MD, Professor of of Radiology (TUMS)
Some patients are more susceptible to HCC (like HBV, Cirrhosis and …). in these patients screening imaging (ultrasound) is highly recommended. In positive cases next step would be 4-phasic CT Scan or dynamic MRI for confirm diagnosis and also staging.
If there are typical signs of HCC (wash in, wash out), biopsy is not necessary in susceptible populations.
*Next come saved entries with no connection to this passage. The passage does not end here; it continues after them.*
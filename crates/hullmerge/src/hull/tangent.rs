//! Upper and lower tangents between two x-separated hulls.
//!
//! Walk
//! - Start at the seeds (rightmost point of the left hull, leftmost point of
//!   the right hull). Advance the right endpoint as long as the next point
//!   improves the tangent, then do the same for the left endpoint; repeat
//!   until the left side no longer moves.
//! - Upper: right endpoint steps clockwise, left endpoint counter-clockwise,
//!   and a candidate improves the line when it lies strictly left of
//!   `left → right` (the slope rises on the right, falls on the left).
//! - Lower: directions and the side test are mirrored.
//!
//! Tie policy
//! - A triple counts as collinear when the sine of its turn angle is at most
//!   `eps_orient` (see [`turn`]). A collinear candidate
//!   wins only if it is farther from the opposite endpoint, so tangents end
//!   at extreme points and every replacement strictly improves the line.
//! - A step budget bounds the walk; running out means the input was not in
//!   convex position and fails with `DegenerateGeometry`.

use crate::cfg::{STEP_FACTOR, STEP_SLACK};
use crate::error::{HullError, Result};
use std::cmp::Ordering;

use crate::geom::{turn, Point};

use super::types::{HullCfg, Tangent, TangentKind};

/// Upper tangent of two canonical hulls, seeded at the hulls' facing points.
pub fn find_upper_tangent(
    left: &[Point],
    right: &[Point],
    seed_left: Point,
    seed_right: Point,
    cfg: &HullCfg,
) -> Result<Tangent> {
    find_tangent_points(TangentKind::Upper, left, right, seed_left, seed_right, cfg)
}

/// Lower tangent; mirror image of [`find_upper_tangent`].
pub fn find_lower_tangent(
    left: &[Point],
    right: &[Point],
    seed_left: Point,
    seed_right: Point,
    cfg: &HullCfg,
) -> Result<Tangent> {
    find_tangent_points(TangentKind::Lower, left, right, seed_left, seed_right, cfg)
}

fn find_tangent_points(
    kind: TangentKind,
    left: &[Point],
    right: &[Point],
    seed_left: Point,
    seed_right: Point,
    cfg: &HullCfg,
) -> Result<Tangent> {
    let il = index_of(left, &seed_left, "left")?;
    let ir = index_of(right, &seed_right, "right")?;
    let (l, r) = find_tangent(kind, left, right, il, ir, cfg)?;
    Ok(Tangent {
        kind,
        left: left[l],
        right: right[r],
    })
}

/// Position of `p` in `hull`, by value.
pub(crate) fn index_of(hull: &[Point], p: &Point, side: &str) -> Result<usize> {
    hull.iter().position(|q| q == p).ok_or_else(|| {
        HullError::InvalidArgument(format!(
            "seed ({}, {}) is not a point of the {side} hull",
            p.x, p.y
        ))
    })
}

/// Index form of the tangent walk. Returns `(left_index, right_index)`.
pub(crate) fn find_tangent(
    kind: TangentKind,
    left: &[Point],
    right: &[Point],
    seed_left: usize,
    seed_right: usize,
    cfg: &HullCfg,
) -> Result<(usize, usize)> {
    if left.is_empty() || right.is_empty() {
        return Err(HullError::InvalidArgument(
            "tangent search needs two non-empty hulls".into(),
        ));
    }
    if seed_left >= left.len() || seed_right >= right.len() {
        return Err(HullError::InvalidArgument(
            "tangent seed index out of range".into(),
        ));
    }
    let walk = Walk {
        kind,
        left,
        right,
        eps: cfg.eps_orient,
    };
    let budget = STEP_FACTOR * (left.len() + right.len()) + STEP_SLACK;
    let mut steps = 0usize;
    let (mut l, mut r) = (seed_left, seed_right);
    loop {
        loop {
            let cand = walk.next_right(r);
            if cand == r || !walk.right_improves(l, r, cand) {
                break;
            }
            r = cand;
            steps += 1;
            walk.check_budget(steps, budget)?;
        }
        let mut left_moved = false;
        loop {
            let cand = walk.next_left(l);
            if cand == l || !walk.left_improves(l, r, cand) {
                break;
            }
            l = cand;
            left_moved = true;
            steps += 1;
            walk.check_budget(steps, budget)?;
        }
        // The right side was already stuck against the old left endpoint.
        if !left_moved {
            return Ok((l, r));
        }
    }
}

struct Walk<'a> {
    kind: TangentKind,
    left: &'a [Point],
    right: &'a [Point],
    eps: f64,
}

impl Walk<'_> {
    #[inline]
    fn next_right(&self, r: usize) -> usize {
        match self.kind {
            TangentKind::Upper => cw(r, self.right.len()),
            TangentKind::Lower => ccw(r, self.right.len()),
        }
    }
    #[inline]
    fn next_left(&self, l: usize) -> usize {
        match self.kind {
            TangentKind::Upper => ccw(l, self.left.len()),
            TangentKind::Lower => cw(l, self.left.len()),
        }
    }
    /// Turn of `left → right → cand` that puts `cand` on the outer side.
    #[inline]
    fn outer(&self) -> Ordering {
        match self.kind {
            TangentKind::Upper => Ordering::Greater,
            TangentKind::Lower => Ordering::Less,
        }
    }
    fn right_improves(&self, l: usize, r: usize, cand: usize) -> bool {
        let (pl, pr, pc) = (&self.left[l], &self.right[r], &self.right[cand]);
        let t = turn(pl, pr, pc, self.eps);
        t == self.outer() || (t == Ordering::Equal && farther(pl, pr, pc))
    }
    fn left_improves(&self, l: usize, r: usize, cand: usize) -> bool {
        let (pl, pr, pc) = (&self.left[l], &self.right[r], &self.left[cand]);
        // Same orientation as `pl → pr → pc`, band measured at `pr`.
        let t = turn(pr, pc, pl, self.eps);
        t == self.outer() || (t == Ordering::Equal && farther(pr, pl, pc))
    }
    fn check_budget(&self, steps: usize, budget: usize) -> Result<()> {
        if steps > budget {
            return Err(HullError::DegenerateGeometry(format!(
                "{:?} tangent walk exceeded {budget} steps; hulls not in convex position",
                self.kind
            )));
        }
        Ok(())
    }
}

/// `cand` lies past `end` on the ray from `origin` through `end`.
#[inline]
fn farther(origin: &Point, end: &Point, cand: &Point) -> bool {
    let d = end - origin;
    (cand - origin).dot(&d) > d.norm_squared()
}

#[inline]
fn cw(i: usize, n: usize) -> usize {
    (i + 1) % n
}

#[inline]
fn ccw(i: usize, n: usize) -> usize {
    (i + n - 1) % n
}

#[cfg(test)]
mod tests {
    use super::*;
    use nalgebra::point;

    fn square_halves() -> (Vec<Point>, Vec<Point>) {
        (
            vec![point![0.0, 0.0], point![0.0, 1.0]],
            vec![point![1.0, 0.0], point![1.0, 1.0]],
        )
    }

    #[test]
    fn square_halves_tangents() {
        let (l, r) = square_halves();
        let cfg = HullCfg::default();
        let up = find_upper_tangent(&l, &r, l[1], r[0], &cfg).unwrap();
        assert_eq!((up.left, up.right), (point![0.0, 1.0], point![1.0, 1.0]));
        let lo = find_lower_tangent(&l, &r, l[1], r[0], &cfg).unwrap();
        assert_eq!((lo.left, lo.right), (point![0.0, 0.0], point![1.0, 0.0]));
        assert_eq!(lo.kind, TangentKind::Lower);
    }

    #[test]
    fn tangents_skip_hidden_vertices() {
        // Left: triangle with a low apex on the right; right: tall triangle.
        let left = vec![point![0.0, 0.0], point![0.0, 4.0], point![2.0, 1.0]];
        let right = vec![point![3.0, 2.0], point![5.0, 6.0], point![5.0, -3.0]];
        let cfg = HullCfg::default();
        let up = find_upper_tangent(&left, &right, left[2], right[0], &cfg).unwrap();
        assert_eq!((up.left, up.right), (point![0.0, 4.0], point![5.0, 6.0]));
        let lo = find_lower_tangent(&left, &right, left[2], right[0], &cfg).unwrap();
        assert_eq!((lo.left, lo.right), (point![0.0, 0.0], point![5.0, -3.0]));
    }

    #[test]
    fn collinear_tangent_reaches_extremes() {
        let left = vec![point![0.0, 0.0], point![1.0, 0.0]];
        let right = vec![point![2.0, 0.0], point![3.0, 0.0]];
        let cfg = HullCfg::default();
        for t in [
            find_upper_tangent(&left, &right, left[1], right[0], &cfg).unwrap(),
            find_lower_tangent(&left, &right, left[1], right[0], &cfg).unwrap(),
        ] {
            assert_eq!((t.left, t.right), (point![0.0, 0.0], point![3.0, 0.0]));
        }
    }

    #[test]
    fn shared_x_at_the_split() {
        let left = vec![point![0.0, 0.0], point![1.0, 0.0]];
        let right = vec![point![1.0, 5.0], point![2.0, 0.0]];
        let cfg = HullCfg::default();
        let up = find_upper_tangent(&left, &right, left[1], right[0], &cfg).unwrap();
        assert_eq!((up.left, up.right), (point![0.0, 0.0], point![1.0, 5.0]));
        let lo = find_lower_tangent(&left, &right, left[1], right[0], &cfg).unwrap();
        assert_eq!((lo.left, lo.right), (point![0.0, 0.0], point![2.0, 0.0]));
    }

    #[test]
    fn right_list_wound_around_the_left_point_runs_out_of_steps() {
        // Each next "clockwise" point turns further counter-clockwise around
        // the left point, so the upper walk never settles.
        let left = vec![point![0.0, 0.0]];
        let right = vec![
            point![1.0, 0.0],
            point![0.0, 1.0],
            point![-1.0, 0.0],
            point![0.0, -1.0],
        ];
        let err = find_upper_tangent(&left, &right, left[0], right[0], &HullCfg::default());
        assert!(matches!(err, Err(HullError::DegenerateGeometry(_))));
    }

    #[test]
    fn loose_tolerance_treats_shallow_bends_as_collinear() {
        let left = vec![point![0.0, 0.0], point![1.0, 0.0]];
        let right = vec![point![2.0, 0.001], point![3.0, 0.0]];
        let up = find_upper_tangent(&left, &right, left[1], right[0], &HullCfg::default()).unwrap();
        assert_eq!((up.left, up.right), (point![0.0, 0.0], point![2.0, 0.001]));

        let loose = HullCfg {
            eps_orient: 0.01,
            ..HullCfg::default()
        };
        let up = find_upper_tangent(&left, &right, left[1], right[0], &loose).unwrap();
        assert_eq!((up.left, up.right), (point![0.0, 0.0], point![3.0, 0.0]));
    }

    #[test]
    fn tiny_coordinates_keep_real_turns() {
        let s = 1e-7;
        let left = vec![point![0.0, 0.0], point![0.0, s]];
        let right = vec![point![s, 0.0], point![s, s]];
        let cfg = HullCfg::default();
        let up = find_upper_tangent(&left, &right, left[1], right[0], &cfg).unwrap();
        assert_eq!((up.left, up.right), (point![0.0, s], point![s, s]));
        let lo = find_lower_tangent(&left, &right, left[1], right[0], &cfg).unwrap();
        assert_eq!((lo.left, lo.right), (point![0.0, 0.0], point![s, 0.0]));
    }

    #[test]
    fn missing_seed_is_invalid() {
        let (l, r) = square_halves();
        let err = find_upper_tangent(&l, &r, point![9.0, 9.0], r[0], &HullCfg::default());
        assert!(matches!(err, Err(HullError::InvalidArgument(_))));
        let err = find_lower_tangent(&[], &r, l[0], r[0], &HullCfg::default());
        assert!(matches!(err, Err(HullError::InvalidArgument(_))));
    }
}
Gold standard treatment of HCC is surgery (resection or liver transplantation). In those cases which are not candidate for surgery, Loco-Regional treatments are key players. The most noticeable of these are: TACE (Trans Arterial Chemoembolization) and Local Ablations (RF, Microwave, Alcohol injections & … ). Site and Size of tumors should be considered in decision for ablative techniques. Limitations for RF are 1) tumors more than 3 cm or 2)subcapsular location or 3)neighboring to large vessels, but there are less limitations in Microwave. TACE is one of the treatment of choice in cases which are not candidate for surgery or thermal ablations (intermediate stage). There are also some limitations for TACE which the most important one is decompensated cirrhosis (child B8,9 & C). In this technique there are two factors (Ischemia & Chemotherapy) attenuating the tumors with synergistic effect.
Generally TACE has a palliative situation in the guidelines but could be used as a bridge for curative plan (surgery or liver transplantation) alone or in combination with ablation techniques.